Notably, there is a discrepancy in our study between lower reoperation rates yet less substantial IOP reduction for MIGS concurrent with phacoemulsification compared to stand-alone MIGS. It has been noted in previous literature reviews19–21 that eyes with a higher baseline IOP experience a larger pressure reduction, whether expressed in mmHg or as percentages. Therefore, this discrepancy may be related to a higher baseline IOP in the stand-alone MIGS group, leading to greater IOP reduction compared to MIGS with concurrent phacoemulsification. Even though there is more IOP reduction in stand-alone MIGS, the absolute IOPs are quite similar between all stand-alone and phacoemulsification-combined procedures by one year postoperatively. Despite this, it is possible that patients undergoing stand-alone MIGS had lower target IOP compared to patients undergoing MIGS with concurrent phacoemulsification who may have better controlled glaucoma at baseline. Thus, patients in the stand-alone MIGS group may undergo more procedures for more aggressive IOP control. Similarly, our finding of improved VA in all MIGS procedures concurrent with phacoemulsification groups but declined or un-changed VA in stand-alone MIGS procedures groups at one year post-operatively despite similar baseline VA may point to more advanced and uncontrolled glaucoma in stand-alone group.

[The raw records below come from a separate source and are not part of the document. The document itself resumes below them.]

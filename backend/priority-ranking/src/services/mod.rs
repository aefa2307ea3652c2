pub mod input;
pub mod priority;

pub use input::{read_posts, read_posts_from_path};
pub use priority::{
    limit_from_signed, rank_priority_feed, rank_priority_feed_at, score_post, ALGORITHM_VERSION,
};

The only exception to this trend was seen among those who underwent stand-alone ECP had significantly worse baseline VA compared to the combined ECP and phacoemulsification group. This may be because ECP is often reserved for patients with refractory glaucoma who have failed previous glaucoma surgical interventions.22,23 Additionally, potential complications of intractable vision loss caused by macular edema and hypotony due to aqueous shutdown may have contributed to worse visual outcomes in this group.4
Predictors of reoperation
We identified several risk factors for reoperation in our analyses. Non-Hispanic Black patients who underwent MIGS procedures were at higher risk of reoperation compared to non-Hispanic White patients. This supports the findings of the Advanced Glaucoma Intervention Study (AGIS) trial24 which showed that Black patients have a higher failure rate following initial standard glaucoma interventions compared to White patients.25 With glaucoma filtering surgeries being the only surgical treatment option available at the time (without any MIGS procedure on the market yet), the AGIS trial suggests that either Black patients respond poorly to surgery or have more aggressive glaucoma progression.23 In addition, disparity in access and utilization of eye care leading to more severe and higher glaucoma progression may also in part explain the higher reoperation rate in Black patients.26 Among baseline ocular factors, severe glaucoma and higher baseline IOP were associated with a higher reoperation rate in all MIGS procedures. A lower IOP target is often set in severe glaucoma to protect what is left of the nerve fiber layer.27,28 Therefore, patients with severe glaucoma may require more interventions to reach a lower target IOP.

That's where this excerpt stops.